> What you have to do
Look through the lines below and extract each one that contains "wide".

--------------------------------

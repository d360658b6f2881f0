//! Golden MAC reference
//!
//! `reference[i] = sum_k a[i, k] * w[i, k]`, multiplied and accumulated in
//! `f32` in index order, then rounded to bf16 (nearest, ties to even).
//!
//! The sum is one left-to-right chain with a rounding per step. It can differ
//! by an f32 ulp from reductions that split a row across partial accumulators
//! (as vectorized framework sums do), and occasionally by a bf16 ulp after the
//! downcast.

use macvec_format::{bf16, CodecError, DType, Tensor};

#[derive(Debug, Clone, PartialEq)]
pub struct Reference {
    /// Per-row `f32` accumulator before downcast
    pub accumulated: Vec<f32>,
    /// Shape (N,), bf16; this is what gets emitted
    pub wide: Tensor,
}

/// Compute the row-wise MAC reference from two (N, K) `f32` shadow tensors
pub fn reference_mac(activations: &Tensor, weights: &Tensor) -> Result<Reference, CodecError> {
    for operand in [activations, weights] {
        if operand.dtype() != DType::F32 {
            return Err(CodecError::FormatMismatch {
                expected: DType::F32,
                found: operand.dtype(),
            });
        }
    }

    let (rows, cols) = activations.dims2()?;
    if weights.shape() != activations.shape() {
        return Err(CodecError::ShapeMismatch(format!(
            "activations {:?} and weights {:?} differ",
            activations.shape(),
            weights.shape()
        )));
    }

    let a = activations.to_f32_vec();
    let w = weights.to_f32_vec();

    let accumulated: Vec<f32> = if cols == 0 {
        vec![0.0; rows]
    } else {
        a.chunks_exact(cols)
            .zip(w.chunks_exact(cols))
            .map(|(a_row, w_row)| {
                a_row
                    .iter()
                    .zip(w_row)
                    .fold(0.0f32, |acc, (x, y)| acc + x * y)
            })
            .collect()
    };

    let wide = Tensor::from_bf16(
        vec![rows],
        accumulated.iter().copied().map(bf16::from_f32).collect(),
    )?;

    Ok(Reference { accumulated, wide })
}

--------------------------------

> Solution
    pub wide: Tensor,
    let wide = Tensor::from_bf16(
    Ok(Reference { accumulated, wide })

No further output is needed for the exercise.